*** Opening Data supplied ***
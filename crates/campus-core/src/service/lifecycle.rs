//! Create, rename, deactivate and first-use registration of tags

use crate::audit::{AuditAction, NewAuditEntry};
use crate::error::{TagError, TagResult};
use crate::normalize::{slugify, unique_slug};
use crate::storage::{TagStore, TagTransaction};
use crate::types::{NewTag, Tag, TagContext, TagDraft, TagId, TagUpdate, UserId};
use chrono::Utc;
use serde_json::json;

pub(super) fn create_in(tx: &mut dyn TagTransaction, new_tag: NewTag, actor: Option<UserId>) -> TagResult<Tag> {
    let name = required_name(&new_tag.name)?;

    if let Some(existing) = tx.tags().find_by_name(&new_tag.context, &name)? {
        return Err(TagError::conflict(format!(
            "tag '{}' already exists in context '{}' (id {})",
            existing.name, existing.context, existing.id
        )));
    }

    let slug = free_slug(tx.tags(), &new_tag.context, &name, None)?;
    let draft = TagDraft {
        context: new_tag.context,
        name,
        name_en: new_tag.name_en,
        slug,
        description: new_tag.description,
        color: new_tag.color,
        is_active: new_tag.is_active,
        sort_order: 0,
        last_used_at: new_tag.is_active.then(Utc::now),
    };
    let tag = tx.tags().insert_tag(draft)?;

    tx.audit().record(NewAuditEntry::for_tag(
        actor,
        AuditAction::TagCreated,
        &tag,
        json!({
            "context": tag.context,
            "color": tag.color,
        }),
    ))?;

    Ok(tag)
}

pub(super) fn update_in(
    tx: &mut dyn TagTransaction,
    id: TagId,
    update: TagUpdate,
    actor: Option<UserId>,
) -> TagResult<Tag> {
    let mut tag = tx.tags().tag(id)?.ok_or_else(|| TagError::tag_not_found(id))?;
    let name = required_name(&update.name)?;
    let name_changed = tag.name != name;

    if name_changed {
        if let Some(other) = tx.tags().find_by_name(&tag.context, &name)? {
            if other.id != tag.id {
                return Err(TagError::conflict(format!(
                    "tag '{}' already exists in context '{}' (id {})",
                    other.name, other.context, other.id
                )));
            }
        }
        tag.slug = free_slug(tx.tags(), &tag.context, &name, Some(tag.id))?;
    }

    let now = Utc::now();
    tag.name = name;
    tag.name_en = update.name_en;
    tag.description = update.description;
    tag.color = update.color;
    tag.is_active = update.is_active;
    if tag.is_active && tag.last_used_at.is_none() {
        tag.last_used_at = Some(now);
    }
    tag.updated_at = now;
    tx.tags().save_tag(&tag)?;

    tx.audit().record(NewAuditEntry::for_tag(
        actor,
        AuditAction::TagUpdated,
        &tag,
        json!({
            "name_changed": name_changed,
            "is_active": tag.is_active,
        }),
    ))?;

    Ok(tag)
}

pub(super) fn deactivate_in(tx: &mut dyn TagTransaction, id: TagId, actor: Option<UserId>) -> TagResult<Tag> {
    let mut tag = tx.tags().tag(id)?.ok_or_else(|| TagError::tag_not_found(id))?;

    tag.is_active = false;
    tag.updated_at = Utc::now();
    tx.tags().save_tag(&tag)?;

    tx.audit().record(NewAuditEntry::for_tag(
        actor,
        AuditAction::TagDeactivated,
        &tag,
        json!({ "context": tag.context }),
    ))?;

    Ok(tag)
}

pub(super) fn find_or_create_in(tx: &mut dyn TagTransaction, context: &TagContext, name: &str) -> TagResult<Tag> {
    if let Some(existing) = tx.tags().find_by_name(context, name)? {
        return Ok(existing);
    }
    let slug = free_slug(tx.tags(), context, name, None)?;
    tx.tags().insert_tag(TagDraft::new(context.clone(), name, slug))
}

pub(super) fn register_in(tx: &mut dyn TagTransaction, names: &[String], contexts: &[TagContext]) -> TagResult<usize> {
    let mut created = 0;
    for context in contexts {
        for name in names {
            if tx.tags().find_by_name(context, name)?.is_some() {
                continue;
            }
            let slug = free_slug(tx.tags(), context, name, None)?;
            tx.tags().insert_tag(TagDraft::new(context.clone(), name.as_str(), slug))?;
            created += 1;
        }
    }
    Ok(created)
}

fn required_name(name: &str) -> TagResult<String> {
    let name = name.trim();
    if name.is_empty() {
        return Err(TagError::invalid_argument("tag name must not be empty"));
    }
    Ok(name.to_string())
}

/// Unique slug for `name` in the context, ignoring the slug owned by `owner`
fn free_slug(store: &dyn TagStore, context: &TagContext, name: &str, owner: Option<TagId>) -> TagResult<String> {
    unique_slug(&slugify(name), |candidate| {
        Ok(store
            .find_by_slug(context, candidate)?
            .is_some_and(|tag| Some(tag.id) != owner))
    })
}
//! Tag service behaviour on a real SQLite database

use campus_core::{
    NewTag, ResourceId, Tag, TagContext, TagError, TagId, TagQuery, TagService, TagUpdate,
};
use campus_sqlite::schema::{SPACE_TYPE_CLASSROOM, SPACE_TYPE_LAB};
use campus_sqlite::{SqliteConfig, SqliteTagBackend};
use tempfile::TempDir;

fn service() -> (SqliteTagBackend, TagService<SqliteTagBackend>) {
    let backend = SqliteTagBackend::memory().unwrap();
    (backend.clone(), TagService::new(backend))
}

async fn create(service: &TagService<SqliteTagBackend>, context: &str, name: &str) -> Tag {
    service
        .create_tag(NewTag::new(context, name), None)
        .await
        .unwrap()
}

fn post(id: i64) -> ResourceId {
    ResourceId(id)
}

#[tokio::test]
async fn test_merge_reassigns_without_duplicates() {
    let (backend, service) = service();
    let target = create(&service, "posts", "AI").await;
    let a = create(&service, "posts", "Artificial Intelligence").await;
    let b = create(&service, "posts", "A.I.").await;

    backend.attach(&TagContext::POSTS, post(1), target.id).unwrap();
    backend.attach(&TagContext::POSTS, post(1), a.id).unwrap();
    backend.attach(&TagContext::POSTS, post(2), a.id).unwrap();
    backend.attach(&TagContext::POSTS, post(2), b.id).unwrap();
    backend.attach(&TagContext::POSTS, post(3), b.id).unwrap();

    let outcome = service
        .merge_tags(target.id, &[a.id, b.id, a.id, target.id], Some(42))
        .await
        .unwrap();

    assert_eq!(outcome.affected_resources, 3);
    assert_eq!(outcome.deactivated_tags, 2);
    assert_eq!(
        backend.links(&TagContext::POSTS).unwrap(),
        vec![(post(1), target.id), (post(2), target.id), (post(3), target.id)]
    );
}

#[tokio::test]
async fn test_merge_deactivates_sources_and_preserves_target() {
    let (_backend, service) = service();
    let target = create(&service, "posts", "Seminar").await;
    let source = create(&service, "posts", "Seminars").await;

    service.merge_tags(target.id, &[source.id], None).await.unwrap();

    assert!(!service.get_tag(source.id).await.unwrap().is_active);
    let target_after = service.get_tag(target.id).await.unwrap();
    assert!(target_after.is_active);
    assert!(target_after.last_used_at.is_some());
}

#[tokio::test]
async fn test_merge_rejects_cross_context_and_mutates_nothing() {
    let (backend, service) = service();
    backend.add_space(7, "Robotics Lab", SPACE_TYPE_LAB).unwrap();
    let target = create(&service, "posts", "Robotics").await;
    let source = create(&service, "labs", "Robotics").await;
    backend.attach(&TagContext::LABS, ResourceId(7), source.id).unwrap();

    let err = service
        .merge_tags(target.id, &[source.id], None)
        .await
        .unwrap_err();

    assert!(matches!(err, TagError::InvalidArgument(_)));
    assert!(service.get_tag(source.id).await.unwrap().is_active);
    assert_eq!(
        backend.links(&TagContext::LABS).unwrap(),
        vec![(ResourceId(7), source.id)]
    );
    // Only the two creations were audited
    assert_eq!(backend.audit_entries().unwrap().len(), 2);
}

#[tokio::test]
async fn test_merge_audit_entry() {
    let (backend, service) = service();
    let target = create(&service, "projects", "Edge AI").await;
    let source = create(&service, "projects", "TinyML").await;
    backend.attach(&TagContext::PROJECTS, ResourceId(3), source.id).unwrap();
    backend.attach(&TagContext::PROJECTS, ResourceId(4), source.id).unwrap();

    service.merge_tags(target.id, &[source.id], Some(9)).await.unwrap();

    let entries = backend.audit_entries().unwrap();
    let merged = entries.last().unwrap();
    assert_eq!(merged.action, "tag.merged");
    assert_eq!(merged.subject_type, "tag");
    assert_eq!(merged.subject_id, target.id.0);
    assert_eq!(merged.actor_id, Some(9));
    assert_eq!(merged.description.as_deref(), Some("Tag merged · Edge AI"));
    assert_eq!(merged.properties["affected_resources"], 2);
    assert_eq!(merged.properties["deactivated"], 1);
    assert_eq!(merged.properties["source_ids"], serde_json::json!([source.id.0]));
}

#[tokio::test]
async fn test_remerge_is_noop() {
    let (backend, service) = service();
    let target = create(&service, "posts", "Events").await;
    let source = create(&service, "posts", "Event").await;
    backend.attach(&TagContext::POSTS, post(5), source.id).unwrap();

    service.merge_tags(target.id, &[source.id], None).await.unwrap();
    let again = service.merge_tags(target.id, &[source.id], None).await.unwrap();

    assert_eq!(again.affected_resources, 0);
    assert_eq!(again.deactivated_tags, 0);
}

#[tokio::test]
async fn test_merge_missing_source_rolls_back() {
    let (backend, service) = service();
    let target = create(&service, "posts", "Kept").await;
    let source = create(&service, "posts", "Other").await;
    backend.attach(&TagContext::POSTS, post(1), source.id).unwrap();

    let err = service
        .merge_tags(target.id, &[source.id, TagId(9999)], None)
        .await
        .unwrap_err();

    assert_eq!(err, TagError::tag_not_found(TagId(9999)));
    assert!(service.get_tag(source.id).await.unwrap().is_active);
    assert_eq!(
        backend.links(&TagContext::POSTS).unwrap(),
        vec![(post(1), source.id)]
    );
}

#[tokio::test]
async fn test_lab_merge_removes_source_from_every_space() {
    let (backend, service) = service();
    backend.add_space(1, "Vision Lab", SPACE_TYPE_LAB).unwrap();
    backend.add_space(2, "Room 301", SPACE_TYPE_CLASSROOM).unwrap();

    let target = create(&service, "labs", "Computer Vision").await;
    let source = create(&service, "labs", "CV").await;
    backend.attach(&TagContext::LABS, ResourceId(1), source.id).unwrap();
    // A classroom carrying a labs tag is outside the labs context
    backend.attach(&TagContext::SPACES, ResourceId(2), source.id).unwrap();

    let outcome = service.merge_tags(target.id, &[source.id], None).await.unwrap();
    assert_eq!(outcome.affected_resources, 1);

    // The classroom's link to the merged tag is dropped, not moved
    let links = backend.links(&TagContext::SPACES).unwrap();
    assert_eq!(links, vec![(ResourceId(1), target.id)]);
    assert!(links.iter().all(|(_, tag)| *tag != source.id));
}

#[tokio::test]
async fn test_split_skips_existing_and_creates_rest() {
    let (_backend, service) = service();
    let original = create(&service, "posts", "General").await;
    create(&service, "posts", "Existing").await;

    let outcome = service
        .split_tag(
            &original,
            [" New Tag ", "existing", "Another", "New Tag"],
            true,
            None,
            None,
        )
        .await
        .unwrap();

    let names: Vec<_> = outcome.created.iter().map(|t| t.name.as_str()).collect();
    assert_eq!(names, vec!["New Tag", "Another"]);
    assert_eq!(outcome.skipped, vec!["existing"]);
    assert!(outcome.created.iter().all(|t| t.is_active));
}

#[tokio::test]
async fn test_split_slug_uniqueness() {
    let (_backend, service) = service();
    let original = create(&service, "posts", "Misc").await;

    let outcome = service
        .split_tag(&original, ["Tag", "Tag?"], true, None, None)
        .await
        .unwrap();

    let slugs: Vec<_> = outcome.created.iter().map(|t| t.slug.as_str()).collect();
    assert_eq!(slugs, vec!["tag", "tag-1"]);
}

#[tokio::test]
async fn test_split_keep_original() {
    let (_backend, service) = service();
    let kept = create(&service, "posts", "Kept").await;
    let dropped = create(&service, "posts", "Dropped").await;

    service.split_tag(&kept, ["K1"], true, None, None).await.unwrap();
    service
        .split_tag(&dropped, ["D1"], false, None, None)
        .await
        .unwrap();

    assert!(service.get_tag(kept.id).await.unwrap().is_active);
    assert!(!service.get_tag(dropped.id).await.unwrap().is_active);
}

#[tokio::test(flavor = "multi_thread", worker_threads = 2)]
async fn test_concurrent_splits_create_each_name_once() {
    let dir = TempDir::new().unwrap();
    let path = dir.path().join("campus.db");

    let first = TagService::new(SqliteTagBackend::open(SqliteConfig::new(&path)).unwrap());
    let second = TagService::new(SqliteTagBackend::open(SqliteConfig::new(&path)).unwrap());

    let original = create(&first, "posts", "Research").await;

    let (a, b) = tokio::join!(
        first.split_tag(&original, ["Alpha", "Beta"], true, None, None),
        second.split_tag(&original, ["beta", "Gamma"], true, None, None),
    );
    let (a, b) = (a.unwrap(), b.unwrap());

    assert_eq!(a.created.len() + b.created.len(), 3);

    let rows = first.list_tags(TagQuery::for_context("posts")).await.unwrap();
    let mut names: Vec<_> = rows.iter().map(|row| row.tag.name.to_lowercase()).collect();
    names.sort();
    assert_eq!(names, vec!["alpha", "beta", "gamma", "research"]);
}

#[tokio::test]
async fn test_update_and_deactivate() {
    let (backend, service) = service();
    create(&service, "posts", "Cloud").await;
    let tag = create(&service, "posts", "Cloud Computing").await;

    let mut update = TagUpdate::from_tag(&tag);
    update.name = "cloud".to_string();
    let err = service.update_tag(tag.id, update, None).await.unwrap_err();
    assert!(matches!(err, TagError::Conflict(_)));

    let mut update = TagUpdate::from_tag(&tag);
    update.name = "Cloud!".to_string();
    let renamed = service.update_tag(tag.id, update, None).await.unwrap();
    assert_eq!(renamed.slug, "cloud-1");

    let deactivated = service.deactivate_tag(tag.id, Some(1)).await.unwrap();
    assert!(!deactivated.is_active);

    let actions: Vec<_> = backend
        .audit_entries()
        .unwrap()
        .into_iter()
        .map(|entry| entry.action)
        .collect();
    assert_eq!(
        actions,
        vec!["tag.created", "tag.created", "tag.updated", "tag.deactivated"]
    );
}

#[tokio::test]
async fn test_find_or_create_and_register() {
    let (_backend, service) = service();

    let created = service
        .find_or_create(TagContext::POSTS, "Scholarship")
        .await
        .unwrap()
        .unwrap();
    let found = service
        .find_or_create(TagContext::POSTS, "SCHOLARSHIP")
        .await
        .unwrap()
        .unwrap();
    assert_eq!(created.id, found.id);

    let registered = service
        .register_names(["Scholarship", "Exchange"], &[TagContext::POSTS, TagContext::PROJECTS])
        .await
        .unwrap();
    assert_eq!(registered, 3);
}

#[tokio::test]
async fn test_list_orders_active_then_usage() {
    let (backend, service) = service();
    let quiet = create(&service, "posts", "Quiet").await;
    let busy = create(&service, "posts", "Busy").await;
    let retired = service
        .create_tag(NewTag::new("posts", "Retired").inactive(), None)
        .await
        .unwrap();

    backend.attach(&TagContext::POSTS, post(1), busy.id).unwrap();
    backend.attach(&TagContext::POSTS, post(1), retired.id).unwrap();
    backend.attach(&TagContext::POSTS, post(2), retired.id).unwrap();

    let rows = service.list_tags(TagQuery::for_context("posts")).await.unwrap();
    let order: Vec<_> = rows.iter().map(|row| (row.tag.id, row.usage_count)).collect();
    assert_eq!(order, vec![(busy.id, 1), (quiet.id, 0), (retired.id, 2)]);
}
*** Closing Data supplied ***
> **What you are asked to do**
Each line with the word "slugify" in the records above belongs in the result; copy all of them.

> **Completed exercise**
use crate::normalize::{slugify, unique_slug};
    unique_slug(&slugify(name), |candidate| {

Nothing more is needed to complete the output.